Cabinet has approved, in principle, a move to amend the New Zealand Bill of Rights Act 1990 to provide a statutory power for the senior courts to make declarations of inconsistency under the Bill of Rights Act, and to require Parliament to respond.
Justice Minister Andrew Little and Attorney-General David Parker today welcomed the decision.
Andrew Little says, “Declarations of inconsistency can perform an important function by informing Parliament that the senior courts consider an Act of Parliament to be inconsistent with the fundamental human rights affirmed in the Bill of Rights Act.
“The Government supports the senior courts making declarations of inconsistency where there is a legislative power. As there is currently no explicit power in the Bill of Rights Act, amending the Act will allow for this.”
David Parker says: “Parliament occasionally passes laws inconsistent with the Bill Of Rights Act. Currently there is no established route for Parliament to revisit the issue.
“The change proposed is to amend the Act to confer an express power for the courts to make a declaration of inconsistency. That would trigger reconsideration of the issue by Parliament.”
The Courts would not be able to strike down statutory law and Parliament would retain its sovereignty. After reconsideration Parliament could amend, repeal or stick with the law as originally passed.
The Government will carry out further work to enable the change proposed, while protecting Parliament’s sovereignty.
New Zealand Bill of Rights Act 1990
The New Zealand Bill of Rights Act 1990 is one of the most important pieces of legislation in New Zealand for the promotion and protection of human rights. It sets out to affirm, protect and promote human rights and fundamental freedoms in New Zealand. It also affirms New Zealand’s obligations under the International Covenant on Civil and Political Rights.
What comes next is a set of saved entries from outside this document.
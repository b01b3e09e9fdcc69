//! 可观测性模块
//!
//! 提供 Prometheus 指标、结构化日志和健康检查。

use axum::{Json, Router, response::IntoResponse, routing::get};

use chrono::{DateTime, Utc};
use serde::Serialize;
use std::sync::Arc;
use std::sync::atomic::{AtomicU64, AtomicUsize, Ordering};
use tokio::sync::Mutex;

// ===== Simple Metrics (using atomics for zero-dep implementation) =====

/// 简单应用指标
#[derive(Clone, Default)]
pub struct AppMetrics {
    pub http_requests_total: Arc<AtomicU64>,
    pub http_request_duration_sum: Arc<AtomicU64>,
    pub active_connections: Arc<AtomicUsize>,
    pub generation_calls_total: Arc<AtomicU64>,
    pub cache_hits_total: Arc<AtomicU64>,
    pub cache_misses_total: Arc<AtomicU64>,
    pub degraded_results_total: Arc<AtomicU64>,
    pub questions_generated_total: Arc<AtomicU64>,
    pub errors_total: Arc<AtomicU64>,
}

impl AppMetrics {
    /// 记录 HTTP 请求
    pub fn record_http_request(&self, duration_ms: u64) {
        self.http_requests_total.fetch_add(1, Ordering::SeqCst);
        self.http_request_duration_sum
            .fetch_add(duration_ms, Ordering::SeqCst);
    }

    /// 记录活跃连接
    pub fn record_connection(&self, delta: isize) {
        self.active_connections
            .fetch_add(delta as usize, Ordering::SeqCst);
    }

    /// 记录一次生成后端调用
    pub fn record_generation_call(&self) {
        self.generation_calls_total.fetch_add(1, Ordering::SeqCst);
    }

    /// 记录制品缓存命中/未命中
    pub fn record_cache_lookup(&self, hit: bool) {
        if hit {
            self.cache_hits_total.fetch_add(1, Ordering::SeqCst);
        } else {
            self.cache_misses_total.fetch_add(1, Ordering::SeqCst);
        }
    }

    /// 记录一次降级结果
    pub fn record_degraded(&self) {
        self.degraded_results_total.fetch_add(1, Ordering::SeqCst);
    }

    /// 记录新生成并持久化的题目数
    pub fn record_questions_generated(&self, count: u64) {
        self.questions_generated_total
            .fetch_add(count, Ordering::SeqCst);
    }

    /// 记录错误
    pub fn record_error(&self) {
        self.errors_total.fetch_add(1, Ordering::SeqCst);
    }

    /// 生成 Prometheus 格式指标
    pub fn gather(&self) -> String {
        format!(
            r#"# HELP http_requests_total Total HTTP requests
# TYPE http_requests_total counter
http_requests_total {}
# HELP http_request_duration_seconds HTTP request duration in seconds
# TYPE http_request_duration_seconds histogram
http_request_duration_seconds_sum {}
http_request_duration_seconds_count {}
# HELP active_connections Active HTTP connections
# TYPE active_connections gauge
active_connections {}
# HELP generation_calls_total Total generative backend calls
# TYPE generation_calls_total counter
generation_calls_total {}
# HELP cache_hits_total Artifact cache hits
# TYPE cache_hits_total counter
cache_hits_total {}
# HELP cache_misses_total Artifact cache misses
# TYPE cache_misses_total counter
cache_misses_total {}
# HELP degraded_results_total Structured generations that fell back to defaults
# TYPE degraded_results_total counter
degraded_results_total {}
# HELP questions_generated_total Practice questions generated and persisted
# TYPE questions_generated_total counter
questions_generated_total {}
# HELP errors_total Total errors
# TYPE errors_total counter
errors_total {}
"#,
            self.http_requests_total.load(Ordering::SeqCst),
            self.http_request_duration_sum.load(Ordering::SeqCst) as f64 / 1000.0,
            self.http_requests_total.load(Ordering::SeqCst),
            self.active_connections.load(Ordering::SeqCst),
            self.generation_calls_total.load(Ordering::SeqCst),
            self.cache_hits_total.load(Ordering::SeqCst),
            self.cache_misses_total.load(Ordering::SeqCst),
            self.degraded_results_total.load(Ordering::SeqCst),
            self.questions_generated_total.load(Ordering::SeqCst),
            self.errors_total.load(Ordering::SeqCst),
        )
    }
}

// ===== Health Check =====

/// 健康检查状态
#[derive(Debug, Serialize)]
pub struct HealthStatus {
    pub status: String,
    pub timestamp: String,
    pub version: String,
    pub uptime_seconds: f64,
    pub checks: Vec<HealthCheck>,
}

/// 单个健康检查项
#[derive(Debug, Serialize)]
pub struct HealthCheck {
    pub name: String,
    pub status: String,
    pub message: Option<String>,
    pub latency_ms: Option<u64>,
}

/// 健康检查结果
#[derive(Clone)]
pub struct HealthCheckResult {
    pub name: String,
    pub healthy: bool,
    pub message: String,
    pub latency_ms: u64,
}

/// 应用状态（用于健康检查）
#[derive(Clone)]
pub struct ObservabilityState {
    pub metrics: Arc<AppMetrics>,
    pub health_checks: Arc<Mutex<Vec<HealthCheckResult>>>,
    pub start_time: DateTime<Utc>,
    pub version: String,
}

impl ObservabilityState {
    pub fn new(version: String) -> Self {
        let metrics = Arc::new(AppMetrics::default());

        Self {
            metrics,
            health_checks: Arc::new(Mutex::new(Vec::new())),
            start_time: Utc::now(),
            version,
        }
    }

    /// 添加健康检查结果
    pub async fn add_health_check(&self, result: HealthCheckResult) {
        let mut checks = self.health_checks.lock().await;
        checks.push(result);
        if checks.len() > 10 {
            checks.remove(0);
        }
    }

    /// 获取应用正常运行时间
    pub fn uptime_seconds(&self) -> f64 {
        (Utc::now() - self.start_time).num_seconds() as f64
    }
}

// ===== Health Check Handlers =====

/// 获取完整健康状态
pub async fn health_check(
    state: axum::extract::State<Arc<ObservabilityState>>,
) -> impl IntoResponse {
    let checks = state.health_checks.lock().await;
    let all_healthy = checks.iter().all(|c| c.healthy);

    let health_status = HealthStatus {
        status: if all_healthy {
            "healthy".to_string()
        } else {
            "unhealthy".to_string()
        },
        timestamp: Utc::now().to_rfc3339(),
        version: state.version.clone(),
        uptime_seconds: state.uptime_seconds(),
        checks: checks
            .iter()
            .map(|c| HealthCheck {
                name: c.name.clone(),
                status: if c.healthy {
                    "healthy".to_string()
                } else {
                    "unhealthy".to_string()
                },
                message: Some(c.message.clone()),
                latency_ms: Some(c.latency_ms),
            })
            .collect(),
    };

    let status_code = if all_healthy {
        axum::http::StatusCode::OK
    } else {
        axum::http::StatusCode::SERVICE_UNAVAILABLE
    };

    (status_code, Json(health_status))
}

/// 简单存活检查
pub async fn liveness() -> impl IntoResponse {
    "OK"
}

/// 就绪检查（检查依赖服务）
pub async fn readiness(state: axum::extract::State<Arc<ObservabilityState>>) -> impl IntoResponse {
    let checks = state.health_checks.lock().await;
    let all_healthy = checks.iter().all(|c| c.healthy);

    if all_healthy {
        (axum::http::StatusCode::OK, "Ready")
    } else {
        (axum::http::StatusCode::SERVICE_UNAVAILABLE, "Not Ready")
    }
}

/// Prometheus 指标端点
pub async fn metrics(state: axum::extract::State<Arc<ObservabilityState>>) -> impl IntoResponse {
    let output = state.metrics.gather();
    (axum::http::StatusCode::OK, output)
}

/// 版本信息端点
pub async fn version(state: axum::extract::State<Arc<ObservabilityState>>) -> impl IntoResponse {
    Json(serde_json::json!({
        "version": state.version,
        "uptime_seconds": state.uptime_seconds(),
        "timestamp": Utc::now().to_rfc3339(),
    }))
}

/// 创建可观测性路由
pub fn create_observability_router(state: Arc<ObservabilityState>) -> Router {
    Router::new()
        .route("/health", get(health_check))
        .route("/health/live", get(liveness))
        .route("/health/ready", get(readiness))
        .route("/metrics", get(metrics))
        .route("/version", get(version))
        .with_state(state)
}

// ===== Structured Logging =====

/// 初始化结构化日志
pub fn init_tracing(service_name: &str) {
    let env_filter = std::env::var("RUST_LOG").unwrap_or_else(|_| format!("info,{}", service_name));

    let subscriber = tracing_subscriber::fmt()
        .with_env_filter(env_filter)
        .with_target(true)
        .with_line_number(true)
        .finish();

    if tracing::subscriber::set_global_default(subscriber).is_err() {
        tracing::warn!("Tracing subscriber already set");
    }
}

// ===== Request Metrics Middleware =====

/// 记录请求指标的中间件
pub async fn metrics_middleware(
    req: axum::extract::Request,
    next: axum::middleware::Next,
    state: Arc<ObservabilityState>,
) -> Result<axum::response::Response, std::convert::Infallible> {
    let start = std::time::Instant::now();

    state.metrics.record_connection(1);

    let response = next.run(req).await;

    let duration_ms = start.elapsed().as_millis() as u64;
    state.metrics.record_http_request(duration_ms);
    state.metrics.record_connection(-1);

    Ok(response)
}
What is a Declaration of Inconsistency?
A declaration of inconsistency is a formal statement, granted by a court as a remedy, that legislation is inconsistent with fundamental human rights protected by the Bill of Rights Act. The declaration informs the public and Parliament that in the court’s view, an Act is inconsistent with fundamental human rights. A declaration of inconsistency does not affect the validity of the Act or anything done lawfully under that Act. Currently, there is no explicit power in the Bill of Rights Act to issue declarations of inconsistency.
The matter of declarations of inconsistency has also been the subject of recent court proceedings. In 2015, in Taylor v Attorney-General, the High Court issued a declaration of inconsistency for the first time. This declaration was that a provision of the Electoral Act 1993 disqualifying all sentenced prisoners from registering to vote is inconsistent with voting rights affirmed by the Bill of Rights Act. The matter of whether the senior courts can issue such a declaration has reached the Supreme Court, which will hear an appeal in March 2018.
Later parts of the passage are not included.